▶ _WHAT TO DO_
Scan the entries below and extract each line with the word "under" in it.

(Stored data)
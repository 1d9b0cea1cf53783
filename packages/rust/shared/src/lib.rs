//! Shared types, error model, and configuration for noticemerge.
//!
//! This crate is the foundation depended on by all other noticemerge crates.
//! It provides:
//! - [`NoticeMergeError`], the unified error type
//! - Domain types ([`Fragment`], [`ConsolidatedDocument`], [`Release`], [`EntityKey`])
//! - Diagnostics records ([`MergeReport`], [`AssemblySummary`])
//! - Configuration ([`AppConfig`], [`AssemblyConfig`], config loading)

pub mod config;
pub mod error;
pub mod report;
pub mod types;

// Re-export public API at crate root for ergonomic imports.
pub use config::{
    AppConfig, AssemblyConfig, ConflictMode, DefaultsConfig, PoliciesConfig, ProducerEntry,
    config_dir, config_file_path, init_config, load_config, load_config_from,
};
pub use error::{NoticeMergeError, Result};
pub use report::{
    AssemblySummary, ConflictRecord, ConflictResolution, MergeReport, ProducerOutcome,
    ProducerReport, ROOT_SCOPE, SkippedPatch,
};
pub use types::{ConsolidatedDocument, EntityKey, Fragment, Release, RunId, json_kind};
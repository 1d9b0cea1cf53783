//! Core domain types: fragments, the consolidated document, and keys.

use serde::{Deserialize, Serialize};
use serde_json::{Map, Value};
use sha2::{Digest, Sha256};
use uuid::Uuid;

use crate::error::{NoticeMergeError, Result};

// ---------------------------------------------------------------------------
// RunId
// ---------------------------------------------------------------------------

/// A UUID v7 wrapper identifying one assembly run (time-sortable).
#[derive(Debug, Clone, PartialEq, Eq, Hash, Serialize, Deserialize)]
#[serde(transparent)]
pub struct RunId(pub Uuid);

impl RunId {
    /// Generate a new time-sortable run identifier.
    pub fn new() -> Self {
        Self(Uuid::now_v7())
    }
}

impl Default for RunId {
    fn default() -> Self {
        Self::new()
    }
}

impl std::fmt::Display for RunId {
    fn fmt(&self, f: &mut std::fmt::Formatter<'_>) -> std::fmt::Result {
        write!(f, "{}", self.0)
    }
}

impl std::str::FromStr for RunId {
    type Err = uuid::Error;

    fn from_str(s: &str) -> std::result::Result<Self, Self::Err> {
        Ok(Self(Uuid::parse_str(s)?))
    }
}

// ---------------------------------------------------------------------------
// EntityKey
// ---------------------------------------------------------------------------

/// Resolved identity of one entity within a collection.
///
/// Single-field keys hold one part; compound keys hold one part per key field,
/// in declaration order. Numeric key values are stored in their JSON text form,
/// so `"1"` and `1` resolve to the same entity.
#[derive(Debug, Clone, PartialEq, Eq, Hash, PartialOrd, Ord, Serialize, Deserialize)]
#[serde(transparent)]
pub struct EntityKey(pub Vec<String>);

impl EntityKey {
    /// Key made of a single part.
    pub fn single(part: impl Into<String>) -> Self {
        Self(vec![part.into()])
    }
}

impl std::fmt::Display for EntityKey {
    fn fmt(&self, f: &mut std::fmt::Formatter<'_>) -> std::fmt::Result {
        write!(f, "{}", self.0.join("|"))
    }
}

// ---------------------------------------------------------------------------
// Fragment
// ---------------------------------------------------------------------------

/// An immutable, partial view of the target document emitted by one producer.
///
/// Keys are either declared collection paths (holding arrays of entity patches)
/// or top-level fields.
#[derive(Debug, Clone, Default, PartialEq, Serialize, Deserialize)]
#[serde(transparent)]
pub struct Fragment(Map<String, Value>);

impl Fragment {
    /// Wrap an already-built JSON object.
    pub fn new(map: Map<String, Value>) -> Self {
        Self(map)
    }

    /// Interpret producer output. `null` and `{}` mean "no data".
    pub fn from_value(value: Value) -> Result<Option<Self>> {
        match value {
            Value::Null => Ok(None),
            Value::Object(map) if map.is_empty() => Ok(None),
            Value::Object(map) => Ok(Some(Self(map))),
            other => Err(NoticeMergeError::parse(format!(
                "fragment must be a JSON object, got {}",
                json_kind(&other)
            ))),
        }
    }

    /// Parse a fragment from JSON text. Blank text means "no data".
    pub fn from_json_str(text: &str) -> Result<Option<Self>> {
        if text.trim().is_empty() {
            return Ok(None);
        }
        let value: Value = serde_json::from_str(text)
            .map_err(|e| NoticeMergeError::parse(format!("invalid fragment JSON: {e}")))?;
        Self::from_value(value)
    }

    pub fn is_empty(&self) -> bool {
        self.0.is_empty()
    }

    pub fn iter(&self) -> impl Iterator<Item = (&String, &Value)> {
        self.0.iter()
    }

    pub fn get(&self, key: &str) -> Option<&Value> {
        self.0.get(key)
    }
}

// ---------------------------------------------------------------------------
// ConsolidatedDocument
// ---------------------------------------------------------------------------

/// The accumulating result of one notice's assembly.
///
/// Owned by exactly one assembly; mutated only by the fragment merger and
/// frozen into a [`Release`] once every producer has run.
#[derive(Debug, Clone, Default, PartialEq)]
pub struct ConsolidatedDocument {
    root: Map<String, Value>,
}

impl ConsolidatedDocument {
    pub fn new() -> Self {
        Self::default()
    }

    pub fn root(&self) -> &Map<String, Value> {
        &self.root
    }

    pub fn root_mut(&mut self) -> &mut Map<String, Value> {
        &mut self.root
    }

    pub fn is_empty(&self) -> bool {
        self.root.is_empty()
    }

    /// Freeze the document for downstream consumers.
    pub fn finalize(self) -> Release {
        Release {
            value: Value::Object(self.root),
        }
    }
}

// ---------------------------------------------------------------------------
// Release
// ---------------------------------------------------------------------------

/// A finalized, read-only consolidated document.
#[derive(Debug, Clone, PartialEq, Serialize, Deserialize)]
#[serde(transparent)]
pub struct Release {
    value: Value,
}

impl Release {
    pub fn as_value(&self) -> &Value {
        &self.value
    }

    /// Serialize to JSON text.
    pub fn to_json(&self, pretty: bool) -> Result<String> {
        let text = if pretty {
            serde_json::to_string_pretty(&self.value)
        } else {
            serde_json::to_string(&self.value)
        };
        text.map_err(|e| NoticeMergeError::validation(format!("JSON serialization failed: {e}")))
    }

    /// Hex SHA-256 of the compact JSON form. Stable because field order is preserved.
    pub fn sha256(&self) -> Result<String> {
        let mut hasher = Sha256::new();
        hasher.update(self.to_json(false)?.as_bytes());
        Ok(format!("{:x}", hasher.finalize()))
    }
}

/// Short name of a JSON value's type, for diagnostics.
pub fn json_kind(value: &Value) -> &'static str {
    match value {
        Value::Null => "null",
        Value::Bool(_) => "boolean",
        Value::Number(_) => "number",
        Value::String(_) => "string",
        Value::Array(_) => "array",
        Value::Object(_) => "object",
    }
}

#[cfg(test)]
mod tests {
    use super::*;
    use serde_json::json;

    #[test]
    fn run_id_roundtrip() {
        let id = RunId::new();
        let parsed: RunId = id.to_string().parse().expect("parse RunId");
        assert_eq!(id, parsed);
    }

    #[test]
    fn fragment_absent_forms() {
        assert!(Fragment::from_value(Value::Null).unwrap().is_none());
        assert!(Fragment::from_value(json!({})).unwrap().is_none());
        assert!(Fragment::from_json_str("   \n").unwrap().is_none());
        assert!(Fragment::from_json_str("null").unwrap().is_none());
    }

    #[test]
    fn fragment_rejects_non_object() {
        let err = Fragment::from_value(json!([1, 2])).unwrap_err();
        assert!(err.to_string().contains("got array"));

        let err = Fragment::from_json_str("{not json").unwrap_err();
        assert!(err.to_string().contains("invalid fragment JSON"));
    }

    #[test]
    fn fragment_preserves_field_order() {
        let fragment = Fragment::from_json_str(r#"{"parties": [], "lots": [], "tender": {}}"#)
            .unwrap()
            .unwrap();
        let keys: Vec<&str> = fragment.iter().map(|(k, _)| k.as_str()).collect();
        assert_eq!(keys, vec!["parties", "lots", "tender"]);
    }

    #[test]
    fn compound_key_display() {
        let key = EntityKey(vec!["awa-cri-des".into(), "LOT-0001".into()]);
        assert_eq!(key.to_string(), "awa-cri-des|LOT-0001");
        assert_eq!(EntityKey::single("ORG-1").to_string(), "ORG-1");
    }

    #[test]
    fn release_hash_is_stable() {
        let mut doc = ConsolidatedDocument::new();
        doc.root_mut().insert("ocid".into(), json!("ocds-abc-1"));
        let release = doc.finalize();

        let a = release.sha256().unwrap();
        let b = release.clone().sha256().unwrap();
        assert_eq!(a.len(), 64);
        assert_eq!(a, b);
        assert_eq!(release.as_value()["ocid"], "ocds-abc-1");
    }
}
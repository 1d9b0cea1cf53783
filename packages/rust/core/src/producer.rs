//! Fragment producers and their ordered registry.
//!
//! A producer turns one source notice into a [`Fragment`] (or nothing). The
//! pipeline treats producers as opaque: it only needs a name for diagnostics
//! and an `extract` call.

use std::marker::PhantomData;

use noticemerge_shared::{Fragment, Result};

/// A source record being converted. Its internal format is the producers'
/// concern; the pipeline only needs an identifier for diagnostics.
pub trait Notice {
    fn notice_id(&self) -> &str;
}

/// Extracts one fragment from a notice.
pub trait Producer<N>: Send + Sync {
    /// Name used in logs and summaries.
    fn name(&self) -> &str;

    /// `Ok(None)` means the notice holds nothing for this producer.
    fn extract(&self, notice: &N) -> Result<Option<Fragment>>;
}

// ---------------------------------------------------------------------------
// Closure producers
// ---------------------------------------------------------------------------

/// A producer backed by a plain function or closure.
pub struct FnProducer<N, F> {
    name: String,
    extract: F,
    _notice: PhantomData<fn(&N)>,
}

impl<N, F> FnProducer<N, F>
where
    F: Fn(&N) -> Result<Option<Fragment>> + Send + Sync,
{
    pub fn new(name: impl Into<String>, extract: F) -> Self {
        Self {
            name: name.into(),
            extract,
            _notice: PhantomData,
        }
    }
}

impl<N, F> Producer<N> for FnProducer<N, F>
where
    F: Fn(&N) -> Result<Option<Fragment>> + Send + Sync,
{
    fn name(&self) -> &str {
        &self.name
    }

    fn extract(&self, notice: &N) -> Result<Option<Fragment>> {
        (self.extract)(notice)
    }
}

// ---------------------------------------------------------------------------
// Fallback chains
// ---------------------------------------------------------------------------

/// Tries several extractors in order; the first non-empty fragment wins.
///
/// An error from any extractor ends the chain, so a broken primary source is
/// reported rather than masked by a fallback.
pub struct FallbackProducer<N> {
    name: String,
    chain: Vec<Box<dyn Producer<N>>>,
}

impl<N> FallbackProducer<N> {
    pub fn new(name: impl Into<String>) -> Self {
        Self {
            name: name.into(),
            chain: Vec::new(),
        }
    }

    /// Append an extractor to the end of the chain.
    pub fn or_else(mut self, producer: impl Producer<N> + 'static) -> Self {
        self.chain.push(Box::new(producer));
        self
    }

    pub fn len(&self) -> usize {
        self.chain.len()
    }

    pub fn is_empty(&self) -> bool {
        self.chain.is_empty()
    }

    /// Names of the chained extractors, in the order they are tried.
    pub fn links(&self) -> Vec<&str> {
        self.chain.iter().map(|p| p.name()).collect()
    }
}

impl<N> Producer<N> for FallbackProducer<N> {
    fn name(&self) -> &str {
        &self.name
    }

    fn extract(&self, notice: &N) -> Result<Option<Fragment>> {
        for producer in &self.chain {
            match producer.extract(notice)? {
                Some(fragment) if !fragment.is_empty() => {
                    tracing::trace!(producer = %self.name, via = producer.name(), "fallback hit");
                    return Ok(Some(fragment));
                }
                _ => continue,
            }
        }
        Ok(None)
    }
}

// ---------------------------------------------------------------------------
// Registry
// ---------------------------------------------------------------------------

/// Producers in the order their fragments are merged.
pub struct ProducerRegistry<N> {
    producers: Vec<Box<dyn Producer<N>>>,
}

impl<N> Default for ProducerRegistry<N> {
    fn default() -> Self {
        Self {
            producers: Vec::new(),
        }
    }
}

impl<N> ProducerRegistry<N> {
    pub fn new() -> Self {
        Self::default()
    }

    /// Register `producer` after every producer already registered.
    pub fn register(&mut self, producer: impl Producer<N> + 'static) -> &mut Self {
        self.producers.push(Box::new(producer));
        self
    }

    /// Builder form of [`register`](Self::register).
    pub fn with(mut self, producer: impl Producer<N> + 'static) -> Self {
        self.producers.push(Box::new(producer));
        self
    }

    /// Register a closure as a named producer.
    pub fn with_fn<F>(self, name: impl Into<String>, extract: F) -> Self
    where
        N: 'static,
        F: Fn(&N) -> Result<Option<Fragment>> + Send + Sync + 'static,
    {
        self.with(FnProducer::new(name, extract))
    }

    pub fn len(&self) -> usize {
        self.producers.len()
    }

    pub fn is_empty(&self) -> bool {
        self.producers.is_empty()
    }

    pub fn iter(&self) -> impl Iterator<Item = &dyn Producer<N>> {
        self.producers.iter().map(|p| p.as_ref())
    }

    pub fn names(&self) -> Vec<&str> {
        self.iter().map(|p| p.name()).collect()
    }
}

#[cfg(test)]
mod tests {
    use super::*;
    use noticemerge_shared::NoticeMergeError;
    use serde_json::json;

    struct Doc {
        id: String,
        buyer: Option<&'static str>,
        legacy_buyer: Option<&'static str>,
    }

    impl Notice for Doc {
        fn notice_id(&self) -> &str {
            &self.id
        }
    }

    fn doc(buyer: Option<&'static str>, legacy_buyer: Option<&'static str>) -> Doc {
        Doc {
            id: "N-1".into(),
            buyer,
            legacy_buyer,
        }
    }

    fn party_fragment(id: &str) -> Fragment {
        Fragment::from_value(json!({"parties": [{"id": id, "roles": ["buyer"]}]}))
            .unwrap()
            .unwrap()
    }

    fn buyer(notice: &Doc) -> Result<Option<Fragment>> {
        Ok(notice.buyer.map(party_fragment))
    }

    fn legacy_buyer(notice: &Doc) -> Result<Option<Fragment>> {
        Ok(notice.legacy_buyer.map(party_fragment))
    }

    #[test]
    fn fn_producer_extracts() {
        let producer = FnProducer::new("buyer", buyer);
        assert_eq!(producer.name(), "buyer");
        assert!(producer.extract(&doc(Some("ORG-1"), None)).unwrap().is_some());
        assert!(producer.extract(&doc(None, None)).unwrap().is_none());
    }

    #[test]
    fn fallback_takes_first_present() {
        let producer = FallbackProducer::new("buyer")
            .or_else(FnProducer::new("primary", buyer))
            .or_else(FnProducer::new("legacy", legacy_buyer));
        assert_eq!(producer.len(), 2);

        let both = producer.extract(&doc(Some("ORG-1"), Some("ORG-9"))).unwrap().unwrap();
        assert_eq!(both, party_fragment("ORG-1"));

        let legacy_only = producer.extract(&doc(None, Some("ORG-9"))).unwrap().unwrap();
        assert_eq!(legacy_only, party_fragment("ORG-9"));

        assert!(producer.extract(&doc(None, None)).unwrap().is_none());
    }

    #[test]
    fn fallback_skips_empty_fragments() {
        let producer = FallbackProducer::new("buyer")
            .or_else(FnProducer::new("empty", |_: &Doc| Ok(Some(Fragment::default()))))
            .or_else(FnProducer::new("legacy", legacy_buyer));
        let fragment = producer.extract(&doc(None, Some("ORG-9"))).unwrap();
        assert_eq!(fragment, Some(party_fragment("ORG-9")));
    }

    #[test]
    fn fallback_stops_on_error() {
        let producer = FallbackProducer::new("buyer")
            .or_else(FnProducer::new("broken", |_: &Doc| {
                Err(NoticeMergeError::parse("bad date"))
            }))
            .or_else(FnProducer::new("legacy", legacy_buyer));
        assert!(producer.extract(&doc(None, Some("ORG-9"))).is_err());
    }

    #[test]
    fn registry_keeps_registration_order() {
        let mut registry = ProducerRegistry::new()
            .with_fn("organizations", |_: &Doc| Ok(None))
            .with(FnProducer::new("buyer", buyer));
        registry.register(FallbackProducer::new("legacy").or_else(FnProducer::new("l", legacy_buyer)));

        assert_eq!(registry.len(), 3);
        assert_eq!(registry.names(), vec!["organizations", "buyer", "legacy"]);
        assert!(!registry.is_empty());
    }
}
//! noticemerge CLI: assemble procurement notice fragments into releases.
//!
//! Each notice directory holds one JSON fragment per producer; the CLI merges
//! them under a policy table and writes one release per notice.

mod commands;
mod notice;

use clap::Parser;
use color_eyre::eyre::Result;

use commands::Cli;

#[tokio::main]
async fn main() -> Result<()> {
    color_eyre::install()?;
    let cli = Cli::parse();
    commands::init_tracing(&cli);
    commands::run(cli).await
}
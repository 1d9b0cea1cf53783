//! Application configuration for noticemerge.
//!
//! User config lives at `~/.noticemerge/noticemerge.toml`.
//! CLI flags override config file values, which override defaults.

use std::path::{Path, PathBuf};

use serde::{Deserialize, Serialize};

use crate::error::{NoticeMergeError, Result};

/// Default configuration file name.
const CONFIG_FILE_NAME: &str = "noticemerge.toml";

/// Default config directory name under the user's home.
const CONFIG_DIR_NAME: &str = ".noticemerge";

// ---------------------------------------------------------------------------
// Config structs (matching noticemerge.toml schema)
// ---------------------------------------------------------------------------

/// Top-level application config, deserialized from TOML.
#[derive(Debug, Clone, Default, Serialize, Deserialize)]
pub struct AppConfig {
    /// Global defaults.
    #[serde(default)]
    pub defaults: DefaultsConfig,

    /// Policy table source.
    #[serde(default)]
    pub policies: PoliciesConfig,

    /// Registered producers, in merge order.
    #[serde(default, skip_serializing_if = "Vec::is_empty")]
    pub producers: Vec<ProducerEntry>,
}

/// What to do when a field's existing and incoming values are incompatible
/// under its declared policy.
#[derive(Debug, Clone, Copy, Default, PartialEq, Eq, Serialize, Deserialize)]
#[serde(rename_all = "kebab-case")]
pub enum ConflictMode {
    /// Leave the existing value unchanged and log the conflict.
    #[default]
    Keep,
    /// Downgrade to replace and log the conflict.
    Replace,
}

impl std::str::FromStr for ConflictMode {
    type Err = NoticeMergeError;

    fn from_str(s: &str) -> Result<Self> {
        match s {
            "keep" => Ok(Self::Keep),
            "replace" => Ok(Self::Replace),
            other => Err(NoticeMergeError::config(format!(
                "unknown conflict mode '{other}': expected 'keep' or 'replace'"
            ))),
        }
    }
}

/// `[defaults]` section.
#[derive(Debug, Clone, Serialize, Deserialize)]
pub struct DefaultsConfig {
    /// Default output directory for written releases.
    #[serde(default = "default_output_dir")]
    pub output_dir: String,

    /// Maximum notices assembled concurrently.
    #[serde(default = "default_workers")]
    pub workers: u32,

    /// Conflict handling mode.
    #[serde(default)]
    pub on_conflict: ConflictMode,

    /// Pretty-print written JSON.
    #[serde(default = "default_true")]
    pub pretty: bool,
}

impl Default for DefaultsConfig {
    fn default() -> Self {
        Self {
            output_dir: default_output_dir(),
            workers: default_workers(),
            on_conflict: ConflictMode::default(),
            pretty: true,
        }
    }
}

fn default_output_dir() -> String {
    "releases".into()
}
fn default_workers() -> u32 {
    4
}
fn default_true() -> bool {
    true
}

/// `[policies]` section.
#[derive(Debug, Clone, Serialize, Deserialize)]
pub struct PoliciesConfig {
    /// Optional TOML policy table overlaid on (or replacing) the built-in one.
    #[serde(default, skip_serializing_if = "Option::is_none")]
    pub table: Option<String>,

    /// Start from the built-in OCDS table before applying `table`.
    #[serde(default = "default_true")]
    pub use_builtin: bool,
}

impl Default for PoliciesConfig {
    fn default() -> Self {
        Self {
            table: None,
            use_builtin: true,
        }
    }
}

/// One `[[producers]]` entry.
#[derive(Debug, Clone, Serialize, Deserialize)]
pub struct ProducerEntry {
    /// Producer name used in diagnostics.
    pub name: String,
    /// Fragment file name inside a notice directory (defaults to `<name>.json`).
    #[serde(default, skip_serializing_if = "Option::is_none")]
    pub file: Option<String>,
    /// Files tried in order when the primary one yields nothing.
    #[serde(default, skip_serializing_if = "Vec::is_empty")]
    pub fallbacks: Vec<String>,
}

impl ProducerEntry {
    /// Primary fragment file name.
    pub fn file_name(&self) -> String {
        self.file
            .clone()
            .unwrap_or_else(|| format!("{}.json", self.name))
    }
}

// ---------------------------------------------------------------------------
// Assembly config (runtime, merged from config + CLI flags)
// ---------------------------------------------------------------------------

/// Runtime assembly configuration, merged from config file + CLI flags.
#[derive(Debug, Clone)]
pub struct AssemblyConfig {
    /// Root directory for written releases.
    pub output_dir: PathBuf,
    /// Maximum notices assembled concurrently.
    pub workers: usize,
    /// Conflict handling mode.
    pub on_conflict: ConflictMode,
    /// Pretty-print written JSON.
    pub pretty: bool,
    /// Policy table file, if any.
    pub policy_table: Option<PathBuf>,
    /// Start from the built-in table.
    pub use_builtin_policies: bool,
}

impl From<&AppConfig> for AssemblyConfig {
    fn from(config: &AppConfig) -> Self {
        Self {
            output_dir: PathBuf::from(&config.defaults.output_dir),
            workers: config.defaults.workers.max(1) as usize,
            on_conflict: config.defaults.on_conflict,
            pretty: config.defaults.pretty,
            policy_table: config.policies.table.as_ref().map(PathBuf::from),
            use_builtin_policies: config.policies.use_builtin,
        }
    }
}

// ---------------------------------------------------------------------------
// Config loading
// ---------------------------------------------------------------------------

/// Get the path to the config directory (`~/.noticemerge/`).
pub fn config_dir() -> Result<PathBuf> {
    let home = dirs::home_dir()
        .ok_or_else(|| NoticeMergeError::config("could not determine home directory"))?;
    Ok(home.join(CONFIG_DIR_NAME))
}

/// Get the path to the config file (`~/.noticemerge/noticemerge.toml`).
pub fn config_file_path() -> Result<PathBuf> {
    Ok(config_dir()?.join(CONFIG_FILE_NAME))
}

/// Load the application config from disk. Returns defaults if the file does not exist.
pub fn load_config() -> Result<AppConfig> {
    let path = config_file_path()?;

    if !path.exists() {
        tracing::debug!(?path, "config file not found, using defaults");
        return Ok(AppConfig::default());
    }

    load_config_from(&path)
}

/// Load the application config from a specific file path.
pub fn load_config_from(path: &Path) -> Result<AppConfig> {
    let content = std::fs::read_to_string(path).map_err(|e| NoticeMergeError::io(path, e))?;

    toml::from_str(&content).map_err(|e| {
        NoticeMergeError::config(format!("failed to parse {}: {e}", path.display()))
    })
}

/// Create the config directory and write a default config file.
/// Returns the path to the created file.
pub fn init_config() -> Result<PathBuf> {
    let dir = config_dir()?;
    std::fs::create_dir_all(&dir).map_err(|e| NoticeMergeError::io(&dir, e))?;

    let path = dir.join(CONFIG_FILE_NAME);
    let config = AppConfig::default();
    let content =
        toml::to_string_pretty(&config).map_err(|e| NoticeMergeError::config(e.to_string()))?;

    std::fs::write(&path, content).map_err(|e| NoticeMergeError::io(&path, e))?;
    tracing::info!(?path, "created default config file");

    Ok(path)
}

▶ _THE COMPLETED TASK_
//! them under a policy table and writes one release per notice.
/// Default config directory name under the user's home.
/// under its declared policy.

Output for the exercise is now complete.